■ EXTRACTED DATA:
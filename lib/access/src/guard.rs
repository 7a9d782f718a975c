//! Route guarding by session presence and role.
//!
//! The guard is advisory. It keeps the client from showing views the user
//! cannot use, but it is not a security boundary: the API server enforces
//! authorization on every request independently, and a denied view is a
//! navigation outcome rather than an error.

use serde::{Deserialize, Serialize};
use tracing::debug;

use crate::role::{Role, RoleSet};

/// Default redirect for users lacking the required role.
pub const DEFAULT_FALLBACK_PATH: &str = "/";

/// Default redirect for unauthenticated users.
pub const DEFAULT_LOGIN_PATH: &str = "/login";

/// What the guard knows about the current viewer.
#[derive(Debug, Clone, PartialEq, Eq)]
pub struct AccessContext {
    authenticated: bool,
    role: Option<Role>,
}

impl AccessContext {
    /// A viewer without a session.
    #[must_use]
    pub fn anonymous() -> Self {
        Self {
            authenticated: false,
            role: None,
        }
    }

    /// A viewer with a session and, possibly, a role.
    #[must_use]
    pub fn authenticated(role: Option<Role>) -> Self {
        Self {
            authenticated: true,
            role,
        }
    }

    #[must_use]
    pub fn is_authenticated(&self) -> bool {
        self.authenticated
    }

    #[must_use]
    pub fn role(&self) -> Option<&Role> {
        self.role.as_ref()
    }
}

/// Outcome of a guard check.
#[derive(Debug, Clone, PartialEq, Eq, Serialize, Deserialize)]
#[serde(tag = "decision", rename_all = "snake_case")]
pub enum GuardDecision {
    /// The view may be shown.
    Allow,
    /// No session: send the viewer to the login page.
    RedirectToLogin { to: String },
    /// Session present but role not permitted: send the viewer elsewhere.
    Redirect { to: String },
}

impl GuardDecision {
    #[must_use]
    pub fn is_allowed(&self) -> bool {
        matches!(self, Self::Allow)
    }

    /// Returns the redirect target, if the view was denied.
    #[must_use]
    pub fn redirect_target(&self) -> Option<&str> {
        match self {
            Self::Allow => None,
            Self::RedirectToLogin { to } | Self::Redirect { to } => Some(to),
        }
    }
}

/// Role guard with configurable redirect targets.
#[derive(Debug, Clone, PartialEq, Eq, Serialize, Deserialize)]
pub struct RoleGuard {
    #[serde(default = "default_login_path")]
    login_path: String,
    #[serde(default = "default_fallback_path")]
    fallback_path: String,
}

fn default_login_path() -> String {
    DEFAULT_LOGIN_PATH.to_string()
}

fn default_fallback_path() -> String {
    DEFAULT_FALLBACK_PATH.to_string()
}

impl Default for RoleGuard {
    fn default() -> Self {
        Self {
            login_path: default_login_path(),
            fallback_path: default_fallback_path(),
        }
    }
}

impl RoleGuard {
    /// Creates a guard with custom redirect targets.
    #[must_use]
    pub fn new(login_path: impl Into<String>, fallback_path: impl Into<String>) -> Self {
        Self {
            login_path: login_path.into(),
            fallback_path: fallback_path.into(),
        }
    }

    #[must_use]
    pub fn login_path(&self) -> &str {
        &self.login_path
    }

    #[must_use]
    pub fn fallback_path(&self) -> &str {
        &self.fallback_path
    }

    /// Decides whether the viewer may see a view restricted to `allowed`.
    ///
    /// An empty allow-list admits any authenticated viewer. A viewer without
    /// a role is denied by any non-empty allow-list.
    #[must_use]
    pub fn check(&self, ctx: &AccessContext, allowed: &RoleSet) -> GuardDecision {
        if !ctx.is_authenticated() {
            return GuardDecision::RedirectToLogin {
                to: self.login_path.clone(),
            };
        }

        if allowed.is_empty() {
            return GuardDecision::Allow;
        }

        match ctx.role() {
            Some(role) if allowed.contains(role) => GuardDecision::Allow,
            role => {
                debug!(
                    role = role.map(Role::as_str).unwrap_or("<none>"),
                    "role not in allow-list"
                );
                GuardDecision::Redirect {
                    to: self.fallback_path.clone(),
                }
            }
        }
    }
}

■ GOAL OF THE EXERCISE: Please copy exactly the lines from the first line of the records above through the line containing "for unauthenticated users.", including both, and nothing more.

■ SOLUTION FOR THIS TASK:
filename lib/access/src/guard.rs
repository 7a9d782f718a975c
//! Route guarding by session presence and role.
//!
//! The guard is advisory. It keeps the client from showing views the user
//! cannot use, but it is not a security boundary: the API server enforces
//! authorization on every request independently, and a denied view is a
//! navigation outcome rather than an error.

use serde::{Deserialize, Serialize};
use tracing::debug;

use crate::role::{Role, RoleSet};

/// Default redirect for users lacking the required role.
pub const DEFAULT_FALLBACK_PATH: &str = "/";

/// Default redirect for unauthenticated users.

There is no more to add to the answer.